Telecom gear makers, struggling with lower sales of 5G
equipment, have been looking for ways to diversify their markets
and get into growing areas such as AI.
Nokia's move will allow the company to sell more equipment
to big tech companies such as Amazon ( AMZN ), Alphabet
and Microsoft ( MSFT ) as they invest billions of
dollars in building new data centres to service the artificial
intelligence boom.
"This is pretty optimal timing for a deal of this nature
when you are timing it just before the market is expected to
start to recover," Nokia CEO Pekka Lundmark said in an interview
with Reuters.
"AI is driving significant investments in data centres ...
one of the key attractions of this acquisition is that it
significantly increases our exposure to data centres," he said.
Data centres use optical transport networks - cables made of
glass that transmit digital signals - to allow electronic
devices to talk to each other.
Infinera ( INFN ) is especially strong in intra data centre
communications, which refers to server-to-server communications
inside data centers.
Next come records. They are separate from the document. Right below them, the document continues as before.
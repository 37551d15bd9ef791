use comfy_table::{presets::NOTHING, Attribute, Cell, ContentArrangement, Table};

/// Borderless table without wrapping, the house style for listings.
pub fn styled_table() -> Table {
    let mut table = Table::new();
    table.load_preset(NOTHING);
    table.set_content_arrangement(ContentArrangement::Disabled);
    table
}

pub fn apply_column_padding(table: &mut Table, padding: (u16, u16)) {
    for i in 0..table.column_count() {
        if let Some(col) = table.column_mut(i) {
            col.set_padding(padding);
        }
    }
}

pub fn header(text: &str) -> Cell {
    Cell::new(text)
        .add_attribute(Attribute::Bold)
        .add_attribute(Attribute::Dim)
}
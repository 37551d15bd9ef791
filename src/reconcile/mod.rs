//! Bidirectional reconciliation of pattern definitions and progress between
//! this device and the account's remote rows.

use std::collections::BTreeSet;
use std::sync::Arc;

use serde::Serialize;
use tracing::{debug, info, warn};

use crate::auth::AccountProvider;
use crate::error::{Result, SyncError};
use crate::model::{epoch_millis, SyncMeta};

mod local;
mod remote;

pub use local::{FsLocalStore, LocalStore};
pub use remote::{ObjectRecordStore, RemotePatternRow, RemoteProgressRow, RemoteRecords};

#[derive(Debug, Clone, Copy, PartialEq, Eq, Serialize)]
#[serde(rename_all = "snake_case")]
pub enum Direction {
    Upload,
    Download,
    None,
}

/// Decide how a pattern definition moves. `remote_updated_at` is the remote
/// row's timestamp when one exists.
pub fn decide_pattern(
    local_present: bool,
    remote_updated_at: Option<i64>,
    meta: Option<&SyncMeta>,
) -> Direction {
    match (local_present, remote_updated_at) {
        (false, None) => Direction::None,
        (false, Some(_)) => Direction::Download,
        (true, None) => Direction::Upload,
        (true, Some(remote_at)) => match meta {
            // Both copies exist but this device never recorded a sync.
            None => Direction::Download,
            Some(meta) if meta.needs_upload => Direction::Upload,
            Some(meta) if remote_at > meta.remote_updated_at.unwrap_or(meta.local_updated_at) => {
                Direction::Download
            }
            Some(_) => Direction::None,
        },
    }
}

/// Progress always prefers the local copy when both exist.
pub fn decide_progress(local_present: bool, remote_present: bool) -> Direction {
    match (local_present, remote_present) {
        (true, _) => Direction::Upload,
        (false, true) => Direction::Download,
        (false, false) => Direction::None,
    }
}

#[derive(Debug, Clone, PartialEq, Eq, Serialize)]
pub struct PatternOutcome {
    pub pattern_id: String,
    pub definition: Direction,
    pub progress: Direction,
}

#[derive(Debug, Clone, PartialEq, Eq, Serialize)]
pub struct PatternFailure {
    pub pattern_id: String,
    pub error: String,
}

#[derive(Debug, Clone, Default, Serialize)]
pub struct ReconcileReport {
    pub outcomes: Vec<PatternOutcome>,
    pub failures: Vec<PatternFailure>,
}
use std::path::Path;
use std::sync::Arc;
use std::time::{Duration, SystemTime};

use anyhow::{bail, Result};
use clap::Args;
use tokio::time::MissedTickBehavior;
use tracing::{debug, info};

use crate::args::BaseArgs;
use crate::autosave::{AutosaveSession, AutosaveStatus, Phase, ProgressSource};
use crate::context::AppContext;
use crate::error::SyncError;
use crate::reconcile::LocalStore;
use crate::rolling::RollingSnapshotStore;
use crate::storage::validate_segment;
use crate::ui::{print_command_status, CommandStatus};

#[derive(Debug, Clone, Args)]
pub struct WatchArgs {
    /// Pattern to autosave
    id: String,

    /// How often to check the progress file for edits
    #[arg(long, default_value_t = 1000)]
    poll_ms: u64,

    /// How often to check that the snapshot store is reachable
    #[arg(long, default_value_t = 30_000)]
    check_ms: u64,
}

const CHECK_TIMEOUT: Duration = Duration::from_secs(5);

async fn modified(path: &Path) -> Option<SystemTime> {
    tokio::fs::metadata(path).await.ok()?.modified().ok()
}

fn describe(status: &AutosaveStatus) -> (CommandStatus, String) {
    match (status.phase, &status.last_error) {
        (Phase::InFlight, _) => (CommandStatus::Info, "Saving...".to_string()),
        (Phase::Backoff { delay_ms }, Some(err)) => (
            CommandStatus::Warning,
            format!("Save failed ({err}); retrying in {}s", delay_ms / 1000),
        ),
        (_, Some(err)) => (CommandStatus::Error, format!("Save failed: {err}")),
        (_, None) => match status.last_slot {
            Some(slot) => (CommandStatus::Success, format!("Saved to slot {slot}")),
            None => (CommandStatus::Info, "Waiting for changes".to_string()),
        },
    }
}

fn report(json: bool, status: &AutosaveStatus) -> Result<()> {
    if json {
        println!("{}", serde_json::to_string(status)?);
    } else {
        let (kind, message) = describe(status);
        print_command_status(kind, &message);
    }
    Ok(())
}

/// What a process signal means for the session.
#[derive(Debug, Clone, Copy, PartialEq, Eq)]
enum SessionSignal {
    Stop,
    Detach,
}

#[cfg(unix)]
struct Signals {
    interrupt: tokio::signal::unix::Signal,
    terminate: tokio::signal::unix::Signal,
    hangup: tokio::signal::unix::Signal,
}

#[cfg(unix)]
impl Signals {
    fn install() -> Result<Self> {
        use tokio::signal::unix::{signal, SignalKind};
        Ok(Self {
            interrupt: signal(SignalKind::interrupt())?,
            terminate: signal(SignalKind::terminate())?,
            hangup: signal(SignalKind::hangup())?,
        })
    }

    async fn recv(&mut self) -> SessionSignal {
        tokio::select! {
            _ = self.interrupt.recv() => SessionSignal::Stop,
            _ = self.terminate.recv() => SessionSignal::Stop,
            _ = self.hangup.recv() => SessionSignal::Detach,
        }
    }
}

#[cfg(windows)]
struct Signals {
    ctrl_c: tokio::signal::windows::CtrlC,
}

#[cfg(windows)]
impl Signals {
    fn install() -> Result<Self> {
        Ok(Self {
            ctrl_c: tokio::signal::windows::ctrl_c()?,
        })
    }

    async fn recv(&mut self) -> SessionSignal {
        self.ctrl_c.recv().await;
        SessionSignal::Stop
    }
}

/// Last known reachability of the snapshot store. Only changes are forwarded.
#[derive(Debug)]
struct Connectivity {
    online: bool,
}

impl Connectivity {
    fn new() -> Self {
        Self { online: true }
    }

    fn observe(&mut self, reachable: bool) -> Option<bool> {
        if reachable == self.online {
            return None;
        }
        self.online = reachable;
        Some(reachable)
    }
}

/// `None` means the listing timed out. A server that answers with an error is
/// still reachable.
fn reachable(outcome: Option<crate::error::Result<()>>) -> bool {
    !matches!(outcome, None | Some(Err(SyncError::Network(_))))
}

async fn check_reachable(
    store: &RollingSnapshotStore,
    account_id: &str,
    pattern_id: &str,
    wait: Duration,
) -> bool {
    let outcome = tokio::time::timeout(wait, store.list_slots(account_id, pattern_id))
        .await
        .ok()
        .map(|listed| listed.map(|_| ()));
    reachable(outcome)
}

pub async fn run(base: BaseArgs, args: WatchArgs) -> Result<()> {
    let ctx = AppContext::from_base(&base)?;
    validate_segment(&args.id)?;
    if ctx.local.load_progress(&args.id).await?.is_none() {
        bail!("no local progress for '{}'", args.id);
    }
    let account_id = ctx.account_id();
    if account_id.is_none() {
        print_command_status(
            CommandStatus::Warning,
            "No account configured; progress will not be autosaved",
        );
    }

    let store = ctx.snapshot_store()?;
    let source: Arc<dyn ProgressSource> = ctx.local.clone();
    let mut session = AutosaveSession::new(
        account_id.clone(),
        source,
        ctx.snapshot_writer()?,
        ctx.autosave,
    );
    let handle = session.activate(&args.id);
    let mut updates = handle.subscribe();
    info!(pattern = %args.id, "watching for progress edits");

    let path = ctx.local.progress_path(&args.id)?;
    let mut last_modified = modified(&path).await;
    let mut poll = tokio::time::interval(Duration::from_millis(args.poll_ms.max(50)));
    let check_every = Duration::from_millis(args.check_ms.max(1000));
    let mut reach = tokio::time::interval(check_every);
    reach.set_missed_tick_behavior(MissedTickBehavior::Delay);
    let check_wait = check_every.min(CHECK_TIMEOUT);
    let mut connectivity = Connectivity::new();
    let mut signals = Signals::install()?;
    let mut detached = false;

    loop {
        tokio::select! {
            signal = signals.recv() => match signal {
                SessionSignal::Stop => break,
                SessionSignal::Detach => {
                    // The terminal is gone; save now and keep watching quietly.
                    info!(pattern = %args.id, "terminal detached, saving");
                    detached = true;
                    handle.visibility_hidden();
                }
            },
            _ = poll.tick() => {
                let current = modified(&path).await;
                if current != last_modified {
                    debug!(pattern = %args.id, "progress file changed");
                    last_modified = current;
                    handle.note_interaction();
                }
            }
            _ = reach.tick(), if account_id.is_some() => {
                if let Some(account) = account_id.as_deref() {
                    let up = check_reachable(&store, account, &args.id, check_wait).await;
                    if let Some(online) = connectivity.observe(up) {
                        info!(pattern = %args.id, online, "snapshot store reachability changed");
                        handle.set_online(online);
                    }
                }
            }
            changed = updates.changed() => {
                if changed.is_err() {
                    break;
                }
                let status = updates.borrow_and_update().clone();
                if !detached {
                    report(ctx.json, &status)?;
                }
            }
        }
    }

    // Flush before exiting; shutdown runs this as the closing save.
    if let Some(active) = session.current() {
        active.request_save();
    }
    if let Some(status) = session.close().await {
        if !detached {
            report(ctx.json, &status)?;
        }
    }
    Ok(())
}
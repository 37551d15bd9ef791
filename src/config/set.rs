use anyhow::Result;

use crate::ui::{print_command_status, CommandStatus};

pub fn run(key: &str, value: &str, global: bool, local: bool) -> Result<()> {
    let path = super::resolve_write_path(global, local)?;
    let mut cfg = super::load_file(&path);

    cfg.set_field(key, value.to_string())?;

    super::save_file(&path, &cfg)?;

    let shown = if key == "token" { "********" } else { value };
    print_command_status(CommandStatus::Success, &format!("Set {key} = {shown}"));
    Ok(())
}

pub fn unset(key: &str, global: bool, local: bool) -> Result<()> {
    let path = super::resolve_write_path(global, local)?;
    let mut cfg = super::load_file(&path);

    cfg.unset_field(key);

    super::save_file(&path, &cfg)?;

    print_command_status(CommandStatus::Success, &format!("Unset {key}"));
    Ok(())
}
use std::collections::BTreeSet;
use std::sync::Arc;

use async_trait::async_trait;
use serde::de::DeserializeOwned;
use serde::{Deserialize, Serialize};

use crate::error::{Result, SyncError};
use crate::model::{epoch_millis, PatternDoc, ProgressRecord};
use crate::storage::{validate_segment, ObjectStore};

#[derive(Debug, Clone, PartialEq, Serialize, Deserialize)]
pub struct RemotePatternRow {
    pub pattern_id: String,
    pub account_id: String,
    pub pattern: PatternDoc,
    pub created_at: i64,
    pub updated_at: i64,
}

#[derive(Debug, Clone, PartialEq, Serialize, Deserialize)]
pub struct RemoteProgressRow {
    pub pattern_id: String,
    pub account_id: String,
    pub progress: ProgressRecord,
    pub created_at: i64,
    pub updated_at: i64,
}

/// Remote rows keyed by `(pattern_id, account_id)`.
#[async_trait]
pub trait RemoteRecords: Send + Sync {
    /// Ids with a remote pattern or progress row.
    async fn list_pattern_ids(&self, account_id: &str) -> Result<Vec<String>>;

    async fn fetch_pattern(&self, account_id: &str, pattern_id: &str) -> Result<Option<RemotePatternRow>>;
    async fn upsert_pattern(&self, account_id: &str, pattern: &PatternDoc) -> Result<RemotePatternRow>;

    async fn fetch_progress(&self, account_id: &str, pattern_id: &str) -> Result<Option<RemoteProgressRow>>;
    async fn upsert_progress(&self, account_id: &str, progress: &ProgressRecord) -> Result<RemoteProgressRow>;
}

const PATTERNS: &str = "patterns";
const PROGRESS: &str = "progress";

/// Rows stored as JSON objects at `<account>/{patterns,progress}/<id>.json`.
#[derive(Clone)]
pub struct ObjectRecordStore {
    store: Arc<dyn ObjectStore>,
}

impl ObjectRecordStore {
    pub fn new(store: Arc<dyn ObjectStore>) -> Self {
        Self { store }
    }

    fn key(kind: &str, account_id: &str, pattern_id: &str) -> Result<String> {
        validate_segment(account_id)?;
        validate_segment(pattern_id)?;
        Ok(format!("{account_id}/{kind}/{pattern_id}.json"))
    }

    async fn ids(&self, kind: &str, account_id: &str) -> Result<Vec<String>> {
        validate_segment(account_id)?;
        let prefix = format!("{account_id}/{kind}/");
        Ok(self
            .store
            .list(&prefix)
            .await?
            .into_iter()
            .filter_map(|entry| {
                let name = entry.key.strip_prefix(&prefix)?;
                let id = name.strip_suffix(".json")?;
                (!id.is_empty() && !id.contains('/')).then(|| id.to_string())
            })
            .collect())
    }

    async fn fetch<T: DeserializeOwned>(&self, key: &str) -> Result<Option<T>> {
        match self.store.read(key).await? {
            Some(bytes) => serde_json::from_slice(&bytes)
                .map(Some)
                .map_err(|e| SyncError::Format(format!("malformed remote row {key}: {e}"))),
            None => Ok(None),
        }
    }

    /// Keep the original `created_at` across upserts.
    async fn created_at(&self, key: &str, now: i64) -> Result<i64> {
        #[derive(Deserialize)]
        struct Stamp {
            created_at: i64,
        }
        match self.fetch::<Stamp>(key).await {
            Ok(Some(stamp)) => Ok(stamp.created_at),
            Ok(None) | Err(SyncError::Format(_)) => Ok(now),
            Err(e) => Err(e),
        }
    }
}

#[async_trait]
impl RemoteRecords for ObjectRecordStore {
    async fn list_pattern_ids(&self, account_id: &str) -> Result<Vec<String>> {
        let mut ids: BTreeSet<String> = self.ids(PATTERNS, account_id).await?.into_iter().collect();
        ids.extend(self.ids(PROGRESS, account_id).await?);
        Ok(ids.into_iter().collect())
    }

    async fn fetch_pattern(&self, account_id: &str, pattern_id: &str) -> Result<Option<RemotePatternRow>> {
        self.fetch(&Self::key(PATTERNS, account_id, pattern_id)?).await
    }

    async fn upsert_pattern(&self, account_id: &str, pattern: &PatternDoc) -> Result<RemotePatternRow> {
        let key = Self::key(PATTERNS, account_id, &pattern.id)?;
        let now = epoch_millis();
        let row = RemotePatternRow {
            pattern_id: pattern.id.clone(),
            account_id: account_id.to_string(),
            pattern: pattern.clone(),
            created_at: self.created_at(&key, now).await?,
            updated_at: now,
        };
        self.store.write(&key, serde_json::to_vec(&row)?).await?;
        Ok(row)
    }

    async fn fetch_progress(&self, account_id: &str, pattern_id: &str) -> Result<Option<RemoteProgressRow>> {
        self.fetch(&Self::key(PROGRESS, account_id, pattern_id)?).await
    }

    async fn upsert_progress(&self, account_id: &str, progress: &ProgressRecord) -> Result<RemoteProgressRow> {
        let key = Self::key(PROGRESS, account_id, &progress.pattern_id)?;
        let now = epoch_millis();
        let row = RemoteProgressRow {
            pattern_id: progress.pattern_id.clone(),
            account_id: account_id.to_string(),
            progress: progress.clone(),
            created_at: self.created_at(&key, now).await?,
            updated_at: now,
        };
        self.store.write(&key, serde_json::to_vec(&row)?).await?;
        Ok(row)
    }
}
This will be one of the fastest growing
segments in the overall communications technology market,
Lundmark said.
Nokia shares rose 4% in morning trade, signaling that the
shareholders are bullish about the deal. The share price of
buyers would typically ease due to dilution in a cash-and-stock
deal.
Nokia, which will pay 70% of the purchase price in cash and
the rest in stock, expects to save 200 million euros ($213.88
million) in costs following the deal's closure next year.
While the purchase multiple may be somewhat steep as
Infinera ( INFN ) had a lumpy growth trajectory, if Nokia could extract
the 200 million euros in synergies, then the purchase price
would be justified, said Mads Rosendal, analyst at Danske Bank
Credit Research.
Infinera ( INFN ) gets about 60% of its business from the United
States, while Nokia had a bigger share in Europe and Asia,
making it a complementary transaction, said Lundmark.
"The two businesses together have combined cost of sales of
over 2 billion euros and operating expenses of over a billion
euros ... so against that target, 200 million (euros) is not a
particular stretch," Lundmark said, adding that it was too early
to comment on potential layoffs.
($1 = 0.9351 euros)
(Reporting by Supantha Mukherjee in Stockholm;
Editing by Ros Russell)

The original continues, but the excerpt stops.